João Gomes Cravinho assume agora que, “em março de 2020 se torna claro que o custo da obra vai ser superior ao custo inicial estimado”, admitindo que tinha essa informação à época. A estimativa e teto do Governo era de €750 mil, mas segundo o ofício da direção-geral de Recursos de Defesa Nacional (de 27 de março de 2020) revelado pelo Expresso, a obra precisava de um acréscimo de investimento da ordem dos €920 mil, passando os custos para 1,7 milhões, sem IVA. Mas a obra acabaria ascender a €3,2 milhões no final.
O contexto da pandemia em 2020 justificava, segundo o ministro, a necessidade de se realizarem as obras e preparar o ex-HMB para receber doentes ligeiros com Covid-19. “Penso que é preciso recuar a a março 2020: as pessoas estão recordadas do que era a realidade nacional e internacional, num momento em que as nossas sociedades tinham de se preparar para algo inesperado”, situou João Gomes Cravinho. Para o ministro, o fundamental naquela altura era erguer aquela capacidade para haver mais camas disponíveis: “Naquele momento era uma prioridade absoluta criar capacidade para receber doentes Covid, e o edifício precisava de ser preparado”.
Questionado pelos jornalistas sobre porque não travou o aumento dos custos, Cravinho justificou que “se tivesse travado a despesa, esta não teria sido feita” e assim “não havia o hospital com certeza”, quando “naquele momento o objetivo era fazer o renovar o hospital”.
As respostas do ministro, no entanto, ao assumir a necessidade de renovar o ex-HMB mesmo com a derrapagem orçamental, são diferentes das justificações enviadas ao Expresso e publicadas na passada sexta-feira.
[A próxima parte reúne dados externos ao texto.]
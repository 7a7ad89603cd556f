use std::fmt::{self, Display, Write};

use serde::{Deserialize, Serialize};

use crate::{
    Clause, DEFAULT_DAY_COLUMN, DEFAULT_MONTH_COLUMN, DEFAULT_YEAR_COLUMN, MULTI_LINE_OR, MonthSet,
    Predicate, SINGLE_LINE_OR,
};

/// Names of the three partition columns.
#[derive(Debug, Clone, PartialEq, Eq, Hash, Serialize, Deserialize)]
#[serde(default, deny_unknown_fields)]
pub struct PartitionColumns {
    pub year:  String,
    pub month: String,
    pub day:   String,
}

impl Default for PartitionColumns {
    fn default() -> Self {
        Self {
            year:  DEFAULT_YEAR_COLUMN.to_owned(),
            month: DEFAULT_MONTH_COLUMN.to_owned(),
            day:   DEFAULT_DAY_COLUMN.to_owned(),
        }
    }
}

/// How clauses are joined in the rendered predicate.
#[derive(Debug, Clone, Copy, Default, PartialEq, Eq, Hash, Serialize, Deserialize)]
#[serde(rename_all = "snake_case")]
pub enum Layout {
    /// One clause per line, continuation lines start with `or`.
    #[default]
    MultiLine,
    SingleLine,
}

impl Layout {
    pub const fn joiner(self) -> &'static str {
        match self {
            Self::MultiLine => MULTI_LINE_OR,
            Self::SingleLine => SINGLE_LINE_OR,
        }
    }
}

/// Presentation settings for [`Predicate::render`].
#[derive(Debug, Clone, Default, PartialEq, Eq, Serialize, Deserialize)]
#[serde(default, deny_unknown_fields)]
pub struct RenderOptions {
    pub columns: PartitionColumns,
    pub layout:  Layout,
}

/// `(year = '2019' and month = '10' and day in ('22', '23'))`
pub(crate) fn write_clause<W: Write>(out: &mut W, clause: &Clause, columns: &PartitionColumns) -> fmt::Result {
    write!(out, "({} = '{}'", columns.year, clause.year())?;
    match clause.months() {
        MonthSet::All => {},
        MonthSet::One(month) => write!(out, " and {} = '{month}'", columns.month)?,
        MonthSet::Many(months) => {
            write!(out, " and {} in ", columns.month)?;
            write_in_list(out, months)?;
        },
    }
    if let Some(days) = clause.days() {
        write!(out, " and {} in ", columns.day)?;
        write_in_list(out, days)?;
    }
    out.write_char(')')
}

/// The whole predicate in an outer group, clauses joined by `layout`.
pub(crate) fn write_predicate<W: Write>(out: &mut W, predicate: &Predicate, options: &RenderOptions) -> fmt::Result {
    out.write_char('(')?;
    for (i, clause) in predicate.clauses().iter().enumerate() {
        if i > 0 {
            out.write_str(options.layout.joiner())?;
        }
        write_clause(out, clause, &options.columns)?;
    }
    out.write_char(')')
}

/// `('01', '02', '03')`
fn write_in_list<W: Write, T: Display>(out: &mut W, items: &[T]) -> fmt::Result {
    out.write_char('(')?;
    for (i, item) in items.iter().enumerate() {
        if i > 0 {
            out.write_str(", ")?;
        }
        write!(out, "'{item}'")?;
    }
    out.write_char(')')
}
Com o MNE no estrangeiro, o gabinete do ministro reencaminhou a mesma resposta que o ex-ministro da Defesa já tinha dado ao “Diário de Notícias” há dois anos sobre o mesmo tema e o mesmo ofício: "Todos os documentos relevantes respeitantes a este processo constam do processo de auditoria mandado instaurar pelo MDN, desenvolvido pela Inspeção-Geral da Defesa Nacional (IGDN) e entregue no Tribunal de Contas, na sequência do despacho do ministro da Defesa”. Sem negar a existência do documento, Cravinho sublinhou nessas respostas “que não foram autorizados nem tão-pouco propostos ao Governo trabalhos extra do Exército com um valor de €920 mil”
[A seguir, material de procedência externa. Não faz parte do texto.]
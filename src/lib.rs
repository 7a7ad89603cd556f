//! Compile an inclusive calendar date range into a predicate over a
//! `year`/`month`/`day` partitioned table.
//!
//! ```
//! use hive_range::{CalendarDate, compile};
//!
//! let start: CalendarDate = "12/25/2019".parse()?;
//! let end: CalendarDate = "2020-01-03".parse()?;
//! let predicate = compile(start, end)?;
//!
//! assert_eq!(
//!     predicate.to_string(),
//!     "((year = '2019' and month = '12' and day in ('25', '26', '27', '28', '29', '30', '31'))\n  \
//!      or (year = '2020' and month = '01' and day in ('01', '02', '03')))"
//! );
//! # Ok::<(), Box<dyn std::error::Error>>(())
//! ```
//!
//! Whole years collapse to a year-only clause and runs of whole months to a
//! single month list; only the partial first and last months carry day lists.

mod clause;
mod consts;
mod error;
mod predicate;
mod prelude;
mod range;
mod render;
#[cfg(test)]
mod test_utils;
mod types;
mod walker;

pub use clause::{Clause, MonthSet};
pub use consts::*;
pub use error::{CompileError, ShapeViolation};
pub use predicate::Predicate;
pub use range::{DateRange, RangeError};
pub use render::{Layout, PartitionColumns, RenderOptions};
pub use types::{Day, Month, Year, days_in_month, is_leap_year};
pub use walker::compile;

use crate::prelude::*;
use std::str::FromStr;

/// A validated Gregorian calendar date.
///
/// Ordering is lexicographic on (year, month, day).
#[derive(Debug, Clone, Copy, PartialEq, Eq, PartialOrd, Ord, Hash, Display)]
#[display(fmt = "{year}-{month}-{day}")]
pub struct CalendarDate {
    year:  Year,
    month: Month,
    day:   Day,
}

#[derive(Debug, Clone, PartialEq, Eq, Display)]
pub enum DateError {
    #[display(fmt = "Invalid date format: {_0}")]
    InvalidFormat(String),
    #[display(fmt = "Invalid year: {} (must be 1-{})", "_0", MAX_YEAR)]
    InvalidYear(u16),
    #[display(fmt = "Invalid month: {} (must be 1-{})", "_0", MAX_MONTH)]
    InvalidMonth(u8),
    #[display(fmt = "Invalid day {day} for month {year}-{month:02}")]
    InvalidDay { year: u16, month: u8, day: u8 },
    #[display(fmt = "Empty date string")]
    EmptyInput,
}

impl std::error::Error for DateError {}

impl CalendarDate {
    /// Creates a date from raw components, validating each against the calendar.
    ///
    /// # Errors
    /// Returns the `DateError` for the first component that is out of range,
    /// including February 29th in a non-leap year.
    pub fn new(year: u16, month: u8, day: u8) -> Result<Self, DateError> {
        let year = Year::new(year)?;
        let month = Month::new(month)?;
        let day = Day::new(day, year, month)?;
        Ok(Self { year, month, day })
    }

    pub const fn year(&self) -> Year {
        self.year
    }

    pub const fn month(&self) -> Month {
        self.month
    }

    pub const fn day(&self) -> Day {
        self.day
    }

    pub const fn is_first_of_month(&self) -> bool {
        self.day.get() == MIN_DAY
    }

    pub const fn is_last_of_month(&self) -> bool {
        self.day.get() == self.month.days_in(self.year)
    }

    /// Converts to partition columns: (year, month, day)
    pub const fn to_columns(&self) -> (u16, u8, u8) {
        (self.year.get(), self.month.get(), self.day.get())
    }

    /// The following calendar day, or `None` past December 31st of `MAX_YEAR`.
    pub fn next_day(&self) -> Option<Self> {
        if !self.is_last_of_month() {
            let day = Day::new(self.day.get() + 1, self.year, self.month).ok()?;
            return Some(Self { day, ..*self });
        }
        if self.month.get() < DECEMBER {
            let month = Month::new(self.month.get() + 1).ok()?;
            return Some(Self {
                month,
                day: Day::FIRST,
                ..*self
            });
        }
        let year = Year::new(self.year.get() + 1).ok()?;
        Some(Self {
            year,
            month: Month::JANUARY,
            day: Day::FIRST,
        })
    }
}

impl FromStr for CalendarDate {
    type Err = DateError;

    /// Parses `M/D/YYYY` (one or two digit month and day) or ISO `YYYY-MM-DD`.
    fn from_str(s: &str) -> Result<Self, Self::Err> {
        let trimmed = s.trim();
        if trimmed.is_empty() {
            return Err(DateError::EmptyInput);
        }

        let has_hyphen = trimmed.contains(DATE_SEPARATOR);
        let has_slash = trimmed.contains(MONTH_FIRST_SEPARATOR);

        if has_hyphen && has_slash {
            return Err(DateError::InvalidFormat(format!(
                "Mixed delimiters ({DATE_SEPARATOR} and {MONTH_FIRST_SEPARATOR})"
            )));
        }

        let (separator, order) = if has_hyphen {
            (DATE_SEPARATOR, FieldOrder::YearFirst)
        } else if has_slash {
            (MONTH_FIRST_SEPARATOR, FieldOrder::MonthFirst)
        } else {
            return Err(DateError::InvalidFormat(format!(
                "Expected M/D/YYYY or YYYY-MM-DD, found {trimmed}"
            )));
        };

        let parts: Vec<&str> = trimmed.split(separator).map(str::trim).collect();
        let [a, b, c] = parts.as_slice() else {
            return Err(DateError::InvalidFormat(format!(
                "Expected 2 {separator} separators, found {}",
                parts.len() - 1
            )));
        };

        let (year, month, day) = match order {
            FieldOrder::YearFirst => (parse_u16(a)?, parse_u8(b)?, parse_u8(c)?),
            FieldOrder::MonthFirst => (parse_u16(c)?, parse_u8(a)?, parse_u8(b)?),
        };
        Self::new(year, month, day)
    }
}

enum FieldOrder {
    YearFirst,
    MonthFirst,
}

fn parse_u16(s: &str) -> Result<u16, DateError> {
    s.parse::<u16>()
        .map_err(|_| DateError::InvalidFormat(s.to_owned()))
}

fn parse_u8(s: &str) -> Result<u8, DateError> {
    s.parse::<u8>()
        .map_err(|_| DateError::InvalidFormat(s.to_owned()))
}

impl TryFrom<(u16, u8, u8)> for CalendarDate {
    type Error = DateError;

    fn try_from((year, month, day): (u16, u8, u8)) -> Result<Self, Self::Error> {
        Self::new(year, month, day)
    }
}

impl serde::Serialize for CalendarDate {
    fn serialize<S>(&self, serializer: S) -> Result<S::Ok, S::Error>
    where
        S: serde::Serializer,
    {
        serializer.collect_str(self)
    }
}

impl<'de> serde::Deserialize<'de> for CalendarDate {
    fn deserialize<D>(deserializer: D) -> Result<Self, D::Error>
    where
        D: serde::Deserializer<'de>,
    {
        let s = String::deserialize(deserializer)?;
        s.parse().map_err(serde::de::Error::custom)
    }
}

/// Parses both dates and compiles the range between them.
///
/// # Errors
/// `CompileError::Date` if either string is not a valid date, otherwise the
/// errors of [`compile`].
pub fn compile_str(start: &str, end: &str) -> Result<Predicate, CompileError> {
    let start = start.parse::<CalendarDate>()?;
    let end = end.parse::<CalendarDate>()?;
    compile(start, end)
}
João Gomes Cravinho, ministro dos Negócios Estrangeiros
Na verdade, o ministro continua a distinguir o conhecimento dos sobrecustos da autorização formal para a direção-geral realizar a despesa: “O grande problema aqui é a falta de autorização para se incorrer em despesa, o que já levou a uma condenação do Tribunal de Contas”, justificou Cravinho em Bruxelas. Aliás, no Parlamento já tinha dito que “não” autorizou nem lhe foi solicitado “que autorizasse” a despesa. Mas também não a travou nem a questionou enquanto esta estava a ser feita. Só três meses depois da obra concluída (em junho de 2020), é que o então diretor-geral de Recursos de Defesa Nacional, Alberto Coelho - hoje arguido por corrupção e branqueamento na operação “Tempestade Perfeita” - começou a ser questionado sobre os procedimentos, adjudicações e autorizações de despesa.
O ministro garantiu que irá ao Parlamento “responder a todas as perguntas” dos deputados. Só o PSD, antes mesmo desta notícia, tinha 30 questões para o MNE e ex-titular da Defesa. “Teremos tempo para entrar em pormenor no que quiserem”, explicou. E disse que era preciso “criar condições para o hospital acolher doentes”, mas isso era “sempre algo que tinha de ser feito no quadro da lei”.
Sobre se esta polémica de alguma forma atrapalha a capacidade de estar no Governo, o ministro dos Negócios Estrangeiros respondeu: “Não, de forma alguma.”